▶ _The task_: Report back every line of the entries that contains "QueueStore", exactly as written.

▶ _Saved entries_:
※

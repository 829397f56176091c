//! # Local Database Module
//!
//! Local SQLite storage backing the offline-first client.
//!
//! ## Architecture
//!
//! Two independent collections live in the file:
//! - **`local_store`**: key/value documents (the offline queue, the rejected
//!   queue, cached snapshots), one JSON value per key
//! - **`offline_photos`**: base64 photo blobs keyed by generated filename
//!
//! Each key is read and written on its own, so a corrupt value only affects
//! that key.
//!
//! ## Key Components
//!
//! - `LocalDatabase`: connection pool and schema management
//! - `schema.rs`: schema version constants
//! - `store.rs`: key/value document operations
//! - `photos.rs`: photo row operations
//!
//! ## Usage
//!
//! ```rust,no_run
//! use attendance_sync::client::local_db::LocalDatabase;
//!
//! # async fn example() -> attendance_sync::client::local_db::Result<()> {
//! let db = LocalDatabase::open("/tmp/attendance/local.db").await?;
//! db.put_value("offline_users", "[]").await?;
//! let users = db.get_value("offline_users").await?;
//! # Ok(())
//! # }
//! ```

pub mod photos;
pub mod schema;
pub mod store;

use sqlx::sqlite::{SqliteConnectOptions, SqliteJournalMode, SqlitePoolOptions, SqliteSynchronous};
use sqlx::SqlitePool;
use std::path::Path;
use std::str::FromStr;
use thiserror::Error;
use uuid::Uuid;

pub use photos::PhotoRow;

/// Result type for local database operations
pub type Result<T> = std::result::Result<T, StorageError>;

/// Local persistence errors
#[derive(Debug, Error)]
pub enum StorageError {
    /// SQLite error
    #[error("Database error: {0}")]
    Database(#[from] sqlx::Error),

    /// Stored document could not be (de)serialized
    #[error("Serialization error: {0}")]
    Serialization(#[from] serde_json::Error),

    /// Filesystem error while preparing the database file
    #[error("I/O error: {0}")]
    Io(#[from] std::io::Error),

    /// Blob encoding/decoding error
    #[error("Encoding error: {message}")]
    Encoding {
        /// Human-readable error message
        message: String,
    },

    /// Background task failed
    #[error("Background task failed: {message}")]
    Task {
        /// Human-readable error message
        message: String,
    },

    /// An envelope with this id is already queued
    #[error("Envelope {id} is already queued")]
    DuplicateEnvelope { id: Uuid },

    /// No queued envelope has this id
    #[error("Envelope {id} is not queued")]
    UnknownEnvelope { id: Uuid },
}

impl StorageError {
    pub fn encoding(message: impl Into<String>) -> Self {
        Self::Encoding {
            message: message.into(),
        }
    }

    pub fn task(message: impl Into<String>) -> Self {
        Self::Task {
            message: message.into(),
        }
    }
}

/// Local database connection manager
#[derive(Debug, Clone)]
pub struct LocalDatabase {
    pool: SqlitePool,
}

impl LocalDatabase {
    /// Open or create the database file at `path`
    ///
    /// Creates parent directories and the file when missing, and uses WAL mode.
    pub async fn open(path: impl AsRef<Path>) -> Result<Self> {
        let path = path.as_ref();

        if let Some(parent) = path.parent() {
            if !parent.as_os_str().is_empty() {
                std::fs::create_dir_all(parent)?;
            }
        }

        let options = SqliteConnectOptions::new()
            .filename(path)
            .create_if_missing(true)
            .journal_mode(SqliteJournalMode::Wal)
            .synchronous(SqliteSynchronous::Normal)
            .foreign_keys(true);

        let pool = SqlitePoolOptions::new()
            .max_connections(4)
            .connect_with(options)
            .await?;

        tracing::debug!(path = %path.display(), "opened local database");

        let db = Self { pool };
        db.init_schema().await?;
        Ok(db)
    }

    /// Private in-memory database; lives as long as this value (and its clones)
    pub async fn in_memory() -> Result<Self> {
        let options = SqliteConnectOptions::from_str("sqlite::memory:")?;

        // A memory database exists per connection, so pin exactly one.
        let pool = SqlitePoolOptions::new()
            .max_connections(1)
            .min_connections(1)
            .idle_timeout(None)
            .max_lifetime(None)
            .connect_with(options)
            .await?;

        let db = Self { pool };
        db.init_schema().await?;
        Ok(db)
    }

    /// Initialize database schema
    ///
    /// Creates all necessary tables and runs any pending migrations.
    async fn init_schema(&self) -> Result<()> {
        sqlx::raw_sql(include_str!("schema.sql"))
            .execute(&self.pool)
            .await?;

        self.run_migrations().await?;

        Ok(())
    }

    /// Run database migrations
    async fn run_migrations(&self) -> Result<()> {
        let current_version: (i64,) =
            sqlx::query_as("SELECT COALESCE(MAX(version), 0) FROM schema_migrations")
                .fetch_one(&self.pool)
                .await?;

        for version in schema::get_pending_migrations(current_version.0) {
            sqlx::query("INSERT INTO schema_migrations (version, applied_at) VALUES (?, ?)")
                .bind(version)
                .bind(chrono::Utc::now().to_rfc3339())
                .execute(&self.pool)
                .await?;
            tracing::info!(version, "applied local schema migration");
        }

        Ok(())
    }

    /// Get connection pool reference
    pub fn pool(&self) -> &SqlitePool {
        &self.pool
    }

    /// Close every connection. Later operations fail with `PoolClosed`.
    pub async fn close(&self) {
        self.pool.close().await;
    }
}
//! # Synchronizer
//!
//! Replays queued envelopes against the remote service, one at a time and in
//! insertion order.
//!
//! ## Outcome per envelope
//!
//! - **Confirmed**: the server accepted it; it is removed (or flagged synced in
//!   audit mode) and never submitted again
//! - **Connectivity failure**: left in the queue unchanged for the next pass
//! - **Rejected**: moved to the dead-letter store; retrying cannot succeed
//!
//! A failure never aborts the batch. Only one pass runs at a time; a call made
//! while a pass is in flight returns `SyncOutcome::AlreadyRunning`.

use crate::client::offline::dead_letter::{DeadLetterStore, RejectedEnvelope};
use crate::client::offline::photos::PhotoStore;
use crate::client::offline::queue::QueueStore;
use crate::client::remote::{RemoteError, RemoteRequest, RemoteService};
use crate::shared::{ActionEnvelope, ActionPayload};
use chrono::{DateTime, Utc};
use serde_json::{json, Value};
use std::collections::HashSet;
use std::sync::atomic::{AtomicBool, Ordering};
use std::sync::Arc;
use tokio::sync::RwLock;
use uuid::Uuid;

/// Counters for one pass
#[derive(Debug, Clone, PartialEq, Eq)]
pub struct SyncReport {
    /// Envelopes the server confirmed
    pub succeeded: usize,
    /// Envelopes not confirmed, rejected ones included
    pub failed: usize,
    /// Envelopes moved to the dead-letter store
    pub rejected: usize,
    pub started_at: DateTime<Utc>,
    pub finished_at: DateTime<Utc>,
}

#[derive(Debug, Clone, PartialEq, Eq)]
pub enum SyncOutcome {
    Completed(SyncReport),
    /// Another pass was in flight; nothing was done
    AlreadyRunning,
}

impl SyncOutcome {
    pub fn report(&self) -> Option<&SyncReport> {
        match self {
            SyncOutcome::Completed(report) => Some(report),
            SyncOutcome::AlreadyRunning => None,
        }
    }
}

enum ReplayFailure {
    Connectivity(String),
    Rejected { status: Option<u16>, body: Value },
}

/// Clears the in-flight flag when a pass ends, however it ends
struct PassGuard<'a> {
    flag: &'a AtomicBool,
}

impl<'a> PassGuard<'a> {
    fn acquire(flag: &'a AtomicBool) -> Option<Self> {
        flag.compare_exchange(false, true, Ordering::AcqRel, Ordering::Acquire)
            .ok()
            .map(|_| Self { flag })
    }
}

impl Drop for PassGuard<'_> {
    fn drop(&mut self) {
        self.flag.store(false, Ordering::Release);
    }
}

pub struct Synchronizer {
    queue: Arc<QueueStore>,
    photos: Arc<PhotoStore>,
    dead_letters: Arc<DeadLetterStore>,
    remote: Arc<dyn RemoteService>,
    retain_synced: bool,
    in_flight: AtomicBool,
    last_report: RwLock<Option<SyncReport>>,
}

impl Synchronizer {
    pub fn new(
        queue: Arc<QueueStore>,
        photos: Arc<PhotoStore>,
        dead_letters: Arc<DeadLetterStore>,
        remote: Arc<dyn RemoteService>,
    ) -> Self {
        Self {
            queue,
            photos,
            dead_letters,
            remote,
            retain_synced: false,
            in_flight: AtomicBool::new(false),
            last_report: RwLock::new(None),
        }
    }

    /// Keep confirmed envelopes, flagged synced, instead of removing them
    pub fn retain_synced(mut self, retain: bool) -> Self {
        self.retain_synced = retain;
        self
    }

    pub fn is_running(&self) -> bool {
        self.in_flight.load(Ordering::Acquire)
    }

    pub async fn last_report(&self) -> Option<SyncReport> {
        self.last_report.read().await.clone()
    }

    /// Run one replay pass over the pending envelopes.
    pub async fn sync(&self) -> SyncOutcome {
        let Some(_guard) = PassGuard::acquire(&self.in_flight) else {
            tracing::debug!("sync already in flight, skipping");
            return SyncOutcome::AlreadyRunning;
        };

        let started_at = Utc::now();
        let pending = self.queue.pending().await;
        tracing::info!(pending = pending.len(), "sync pass started");

        let mut confirmed = HashSet::new();
        let mut delivered_photos = Vec::new();
        let mut rejected = Vec::new();
        let mut failed = 0;

        for envelope in pending {
            match self.replay(&envelope).await {
                Ok(()) => {
                    tracing::debug!(envelope_id = %envelope.id, kind = ?envelope.kind(), "envelope confirmed");
                    if self.confirm(&envelope).await {
                        delivered_photos.extend(envelope.photo_filename().map(str::to_string));
                    }
                    confirmed.insert(envelope.id);
                }
                Err(ReplayFailure::Connectivity(message)) => {
                    tracing::warn!(
                        envelope_id = %envelope.id,
                        error = %message,
                        "envelope not delivered, keeping it queued"
                    );
                    failed += 1;
                }
                Err(ReplayFailure::Rejected { status, body }) => {
                    tracing::warn!(
                        envelope_id = %envelope.id,
                        status = ?status,
                        "envelope rejected, moving it to the rejected queue"
                    );
                    failed += 1;
                    rejected.push(RejectedEnvelope::new(envelope, status, body));
                }
            }
        }

        let rejected_count = rejected.len();
        let mut removed: HashSet<Uuid> = rejected.iter().map(|r| r.envelope.id).collect();
        self.dead_letters.record(rejected).await;

        if !self.retain_synced {
            removed.extend(confirmed.iter().copied());
        }
        self.queue.drop_confirmed(&removed).await;

        // Only once the queue no longer replays their envelopes
        for filename in &delivered_photos {
            self.photos.remove(filename).await;
        }

        let report = SyncReport {
            succeeded: confirmed.len(),
            failed,
            rejected: rejected_count,
            started_at,
            finished_at: Utc::now(),
        };

        tracing::info!(
            succeeded = report.succeeded,
            failed = report.failed,
            rejected = report.rejected,
            "sync pass finished"
        );

        *self.last_report.write().await = Some(report.clone());
        SyncOutcome::Completed(report)
    }

    /// Record a confirmed envelope. False when it will be replayed again.
    async fn confirm(&self, envelope: &ActionEnvelope) -> bool {
        if !self.retain_synced {
            return true;
        }
        match self.queue.mark_synced(&envelope.id).await {
            Ok(_) => true,
            Err(e) => {
                tracing::warn!(envelope_id = %envelope.id, error = %e, "could not flag envelope synced");
                false
            }
        }
    }

    async fn replay(&self, envelope: &ActionEnvelope) -> Result<(), ReplayFailure> {
        let request = self.to_request(envelope).await?;

        match self.remote.execute(&request, envelope.id).await {
            Ok(_) => Ok(()),
            Err(RemoteError::Connectivity { message }) => Err(ReplayFailure::Connectivity(message)),
            Err(RemoteError::Application { status, body }) => Err(ReplayFailure::Rejected {
                status: Some(status),
                body,
            }),
            Err(RemoteError::InvalidRequest { message }) => Err(ReplayFailure::Rejected {
                status: None,
                body: json!({ "error": message }),
            }),
        }
    }

    async fn to_request(&self, envelope: &ActionEnvelope) -> Result<RemoteRequest, ReplayFailure> {
        let request = match &envelope.payload {
            ActionPayload::UserRegistration(user) => RemoteRequest::RegisterUser(user.clone()),
            ActionPayload::AttendanceRecord(record) => {
                RemoteRequest::SubmitAttendance(record.clone())
            }
            ActionPayload::AttendancePhoto { filename, location } => {
                let photo = self.photos.get(filename).await.ok_or_else(|| {
                    ReplayFailure::Rejected {
                        status: None,
                        body: json!({ "error": format!("photo {filename} is missing") }),
                    }
                })?;
                RemoteRequest::UploadPhoto {
                    filename: filename.clone(),
                    photo,
                    location: location.clone(),
                }
            }
            ActionPayload::GenericHttp { .. } => RemoteRequest::SyncEnvelope(envelope.clone()),
        };
        Ok(request)
    }
}

impl std::fmt::Debug for Synchronizer {
    fn fmt(&self, f: &mut std::fmt::Formatter<'_>) -> std::fmt::Result {
        f.debug_struct("Synchronizer")
            .field("retain_synced", &self.retain_synced)
            .field("in_flight", &self.is_running())
            .finish_non_exhaustive()
    }
}
//! Application configuration module
//!
//! Provides configuration types for the application. Values can come from a
//! TOML file, environment variables (see `client::config`) or the builder.

use serde::Deserialize;
use std::path::PathBuf;
use thiserror::Error;

/// Application configuration
#[derive(Debug, Clone, PartialEq, Deserialize)]
#[serde(default)]
pub struct AppConfig {
    /// Server URL
    pub server_url: Option<String>,
    /// Path of the local SQLite file
    pub database_path: Option<PathBuf>,
    /// Periodic sync interval while online
    pub sync_interval_secs: u64,
    /// Reachability probe interval
    pub probe_interval_secs: u64,
    /// Timeout of a single remote request
    pub request_timeout_secs: u64,
    /// Run periodic sync passes in addition to reconnect-triggered ones
    pub auto_sync: bool,
    /// Keep confirmed envelopes flagged `synced` instead of removing them
    pub retain_synced: bool,
}

impl Default for AppConfig {
    fn default() -> Self {
        Self {
            server_url: None,
            database_path: None,
            sync_interval_secs: 30,
            probe_interval_secs: 10,
            request_timeout_secs: 15,
            auto_sync: true,
            retain_synced: false,
        }
    }
}

impl AppConfig {
    /// Create a new AppConfigBuilder
    pub fn builder() -> AppConfigBuilder {
        AppConfigBuilder::default()
    }

    /// Parse a TOML document; missing keys keep their defaults
    pub fn from_toml_str(source: &str) -> Result<Self, ConfigError> {
        let config: AppConfig =
            toml::from_str(source).map_err(|e| ConfigError::Parse(e.to_string()))?;
        config.validate()?;
        Ok(config)
    }

    /// Validate the configuration
    pub fn validate(&self) -> Result<(), ConfigError> {
        if let Some(url) = &self.server_url {
            let parsed =
                reqwest::Url::parse(url).map_err(|_| ConfigError::InvalidUrl(url.clone()))?;
            if !matches!(parsed.scheme(), "http" | "https") {
                return Err(ConfigError::InvalidUrl(url.clone()));
            }
        }
        for (field, value) in [
            ("sync_interval_secs", self.sync_interval_secs),
            ("probe_interval_secs", self.probe_interval_secs),
            ("request_timeout_secs", self.request_timeout_secs),
        ] {
            if value == 0 {
                return Err(ConfigError::InvalidValue {
                    field,
                    message: "must be greater than zero".to_string(),
                });
            }
        }
        Ok(())
    }
}

/// Builder for AppConfig
#[derive(Debug, Default)]
pub struct AppConfigBuilder {
    config: AppConfig,
}

impl AppConfigBuilder {
    /// Set the server URL
    pub fn server_url(mut self, url: impl Into<String>) -> Self {
        self.config.server_url = Some(url.into());
        self
    }

    pub fn database_path(mut self, path: impl Into<PathBuf>) -> Self {
        self.config.database_path = Some(path.into());
        self
    }

    pub fn sync_interval_secs(mut self, secs: u64) -> Self {
        self.config.sync_interval_secs = secs;
        self
    }

    pub fn probe_interval_secs(mut self, secs: u64) -> Self {
        self.config.probe_interval_secs = secs;
        self
    }

    pub fn request_timeout_secs(mut self, secs: u64) -> Self {
        self.config.request_timeout_secs = secs;
        self
    }

    pub fn auto_sync(mut self, enabled: bool) -> Self {
        self.config.auto_sync = enabled;
        self
    }

    pub fn retain_synced(mut self, enabled: bool) -> Self {
        self.config.retain_synced = enabled;
        self
    }

    /// Build the configuration
    pub fn build(self) -> Result<AppConfig, ConfigError> {
        self.config.validate()?;
        Ok(self.config)
    }
}

/// Configuration errors
#[derive(Debug, Error, Clone, PartialEq, Eq)]
pub enum ConfigError {
    #[error("invalid URL: {0}")]
    InvalidUrl(String),
    #[error("invalid value for {field}: {message}")]
    InvalidValue {
        field: &'static str,
        message: String,
    },
    #[error("could not parse configuration: {0}")]
    Parse(String),
}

※

▶ _Solution for this task_:
use crate::client::offline::queue::QueueStore;
    queue: Arc<QueueStore>,
        queue: Arc<QueueStore>,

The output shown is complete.